-- Opening Marker --
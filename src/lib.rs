//! Zroster: a Zellij plugin for browsing and managing an employee directory.
//!
//! Zroster talks to a users REST service and provides:
//! - A sortable, filterable, paginated employee table
//! - Add, edit and delete through modal forms with field validation
//! - A loading tracker that counts in-flight requests and drives a spinner
//! - A request interceptor that stamps headers and turns failures into
//!   readable messages
//! - Toast notifications that dismiss themselves

#![allow(clippy::multiple_crate_versions)]

//!
//! # Architecture
//!
//! ```text
//! ┌─────────────────────────────────────────────────────┐
//! │  Zellij Plugin Shim (main.rs)                       │  ← Entry point
//! └─────────────────────────────────────────────────────┘
//!                        │
//! ┌─────────────────────────────────────────────────────┐
//! │  Application Layer (app/)                           │  ← State machine
//! │  - Event handling, forms, input modes               │
//! │  - Action dispatching                               │
//! │  - View model computation                           │
//! └─────────────────────────────────────────────────────┘
//!         │                    │                    │
//! ┌───────────────┐   ┌───────────────┐   ┌───────────────┐
//! │ UI Layer      │   │ HTTP Layer    │   │ Table / Notify│
//! │ (ui/)         │   │ (http/)       │   │ (table/,      │
//! │ - Rendering   │   │ - Interceptor │   │  notify/)     │
//! │ - Theming     │   │ - API client  │   │ - Sort/filter │
//! │ - Components  │   │ - Error table │   │ - Toasts      │
//! └───────────────┘   └───────────────┘   └───────────────┘
//!         │                    │                    │
//! ┌─────────────────────────────────────────────────────┐
//! │  Loading tracker (loading/), token store (storage/) │
//! │  Domain types and errors (domain/)                  │
//! │  Sandbox paths and clock (infrastructure/)          │
//! └─────────────────────────────────────────────────────┘
//!                        │
//! ┌─────────────────────────────────────────────────────┐
//! │  Observability (observability/)                     │
//! │  - OpenTelemetry tracing to a rotating OTLP file    │
//! └─────────────────────────────────────────────────────┘
//! ```
//!
//! # Configuration
//!
//! ```kdl
//! pane {
//!     plugin location="file:/path/to/zroster.wasm" {
//!         mock_api_url "http://localhost:3000"
//!         api_url "https://api.example.com/api"
//!         use_auth "false"
//!         page_size "10"
//!         theme "catppuccin-mocha"
//!         trace_level "info"
//!     }
//! }
//! ```
//!
//! # Flow
//!
//! 1. `load` parses the configuration, installs tracing, builds the state and
//!    asks for `WebAccess`.
//! 2. Once permission is granted the employee list is requested.
//! 3. Every request passes the interceptor, which counts it as in flight.
//!    The response event settles it and the application applies the result
//!    or raises an error notification.
//! 4. `render` computes a view model and draws it.
//!
//! # Example
//!
//! ```
//! use std::rc::Rc;
//! use zroster::infrastructure::{Clock, SystemClock};
//! use zroster::storage::MemoryTokenStore;
//! use zroster::{handle_event, initialize_with, Action, Config, Event};
//!
//! let config = Config::default();
//! let clock: Rc<dyn Clock> = Rc::new(SystemClock);
//! let mut state = initialize_with(&config, Box::new(MemoryTokenStore::default()), clock);
//!
//! let (_, actions) = handle_event(&mut state, &Event::PermissionsResult { granted: true })?;
//! assert!(matches!(actions[0], Action::Dispatch(_)));
//! assert!(state.is_loading());
//! # Ok::<(), zroster::RosterError>(())
//! ```

pub mod app;
pub mod domain;
pub mod http;
pub mod infrastructure;
pub mod loading;
pub mod notify;
pub mod storage;
pub mod table;

pub mod ui;

pub mod observability;

pub use app::{handle_event, Action, AppState, Event, InputMode, SearchFocus};
pub use domain::{Employee, EmployeeId, EmployeeStatus, Result, RosterError};
pub use ui::Theme;

use std::collections::BTreeMap;
use std::rc::Rc;

use http::api::{ApiConfig, DEFAULT_MOCK_API_URL};
use http::interceptor::DEFAULT_CLIENT_ID;
use http::ApiClient;
use infrastructure::{expand_tilde, get_data_dir, Clock, SystemClock};
use storage::{FileTokenStore, MemoryTokenStore, TokenStore};
use table::DEFAULT_PAGE_SIZE;

/// File holding the persisted bearer token, inside the data directory.
pub const TOKEN_FILE_NAME: &str = "token.json";

/// Plugin configuration parsed from Zellij's configuration system.
///
/// Every key is optional:
///
/// ```kdl
/// plugin location="file:/path/to/zroster.wasm" {
///     api_url "https://api.example.com/api"
///     mock_api_url "http://localhost:3000"
///     use_auth "true"
///     auth_token "eyJhbGciOi..."
///     client_id "zroster"
///     page_size "25"
///     theme "catppuccin-latte"
///     theme_file "~/.config/zroster/theme.toml"
///     trace_level "debug"
/// }
/// ```
#[derive(Debug, Clone, PartialEq, Eq)]
pub struct Config {
    /// Base URL of the authenticated users service.
    pub api_url: Option<String>,

    /// Base URL of the unauthenticated mock service. Default:
    /// `http://localhost:3000`
    pub mock_api_url: String,

    /// Send user requests to `api_url` with a bearer token instead of the mock
    /// service. Default: `false`
    pub use_auth: bool,

    /// Token written to the token store on startup.
    pub auth_token: Option<String>,

    /// Value of the `X-Requested-With` header.
    pub client_id: String,

    /// Initial rows per page. Default: 10
    pub page_size: usize,

    /// Built-in theme name. Ignored if `theme_file` is set.
    pub theme_name: Option<String>,

    /// Path to a custom TOML theme file. `~` resolves inside `/host`.
    pub theme_file: Option<String>,

    /// `EnvFilter` directive for tracing. Default: `"info"`
    pub trace_level: Option<String>,
}

impl Default for Config {
    fn default() -> Self {
        Self {
            api_url: None,
            mock_api_url: DEFAULT_MOCK_API_URL.to_string(),
            use_auth: false,
            auth_token: None,
            client_id: DEFAULT_CLIENT_ID.to_string(),
            page_size: DEFAULT_PAGE_SIZE,
            theme_name: None,
            theme_file: None,
            trace_level: None,
        }
    }
}

impl Config {
    /// Parses configuration from Zellij's configuration map.
    ///
    /// Blank values count as unset. Values that fail to parse fall back to
    /// their defaults.
    ///
    /// ```
    /// use std::collections::BTreeMap;
    /// use zroster::Config;
    ///
    /// let mut map = BTreeMap::new();
    /// map.insert("use_auth".to_string(), "true".to_string());
    /// map.insert("page_size".to_string(), "25".to_string());
    ///
    /// let config = Config::from_zellij(&map);
    /// assert!(config.use_auth);
    /// assert_eq!(config.page_size, 25);
    /// assert_eq!(config.mock_api_url, "http://localhost:3000");
    /// ```
    #[must_use]
    pub fn from_zellij(config: &BTreeMap<String, String>) -> Self {
        let value = |key: &str| {
            config
                .get(key)
                .map(|v| v.trim())
                .filter(|v| !v.is_empty())
                .map(String::from)
        };
        let defaults = Self::default();

        let use_auth = value("use_auth")
            .map(|v| matches!(v.to_ascii_lowercase().as_str(), "true" | "yes" | "1" | "on"))
            .unwrap_or(defaults.use_auth);

        let page_size = value("page_size")
            .and_then(|v| v.parse::<usize>().ok())
            .filter(|&size| size > 0)
            .unwrap_or(defaults.page_size);

        Self {
            api_url: value("api_url"),
            mock_api_url: value("mock_api_url").unwrap_or(defaults.mock_api_url),
            use_auth,
            auth_token: value("auth_token"),
            client_id: value("client_id").unwrap_or(defaults.client_id),
            page_size,
            theme_name: value("theme"),
            theme_file: value("theme_file").map(|path| expand_tilde(&path)),
            trace_level: value("trace_level"),
        }
    }

    /// Endpoint settings for the API client.
    #[must_use]
    pub fn api_config(&self) -> ApiConfig {
        ApiConfig {
            mock_api_url: self.mock_api_url.clone(),
            api_url: self.api_url.clone(),
            use_auth: self.use_auth,
            client_id: self.client_id.clone(),
        }
    }

    /// Resolves the configured theme, falling back to the default on error.
    #[must_use]
    pub fn theme(&self) -> Theme {
        if let Some(theme_file) = &self.theme_file {
            return Theme::from_file(theme_file).unwrap_or_else(|e| {
                tracing::warn!(theme_file = %theme_file, error = %e, "failed to load theme from file, using default");
                Theme::default()
            });
        }

        self.theme_name.as_ref().map_or_else(Theme::default, |theme_name| {
            Theme::from_name(theme_name).unwrap_or_else(|| {
                tracing::warn!(theme_name = %theme_name, "unknown theme, using default");
                Theme::default()
            })
        })
    }
}

/// Initializes the plugin state from configuration.
///
/// The token is persisted in `<data dir>/token.json`. When that file cannot
/// be opened the token lives in memory for this session only.
#[must_use]
pub fn initialize(config: &Config) -> AppState {
    let tokens: Box<dyn TokenStore> = match FileTokenStore::new(get_data_dir().join(TOKEN_FILE_NAME)) {
        Ok(store) => Box::new(store),
        Err(e) => {
            tracing::warn!(error = %e, "token file unavailable, keeping token in memory");
            Box::new(MemoryTokenStore::default())
        }
    };

    initialize_with(config, tokens, Rc::new(SystemClock))
}

/// Initializes the plugin state with an explicit token store and clock.
#[must_use]
pub fn initialize_with(config: &Config, tokens: Box<dyn TokenStore>, clock: Rc<dyn Clock>) -> AppState {
    let _span = tracing::debug_span!("initialize", use_auth = config.use_auth, page_size = config.page_size).entered();

    let mut api = ApiClient::new(config.api_config(), tokens, Rc::clone(&clock));
    if let Some(token) = &config.auth_token {
        if let Err(e) = api.set_token(token) {
            tracing::warn!(error = %e, "failed to store configured auth token");
        }
    }

    tracing::debug!(has_token = api.has_token(), "api client ready");
    AppState::new(api, config.theme(), clock, config.page_size)
}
-- Closing Marker --
**Description of the task**
Go through the lines above and copy any that contain "directory".

**Expected output**
//! Zroster: a Zellij plugin for browsing and managing an employee directory.
/// File holding the persisted bearer token, inside the data directory.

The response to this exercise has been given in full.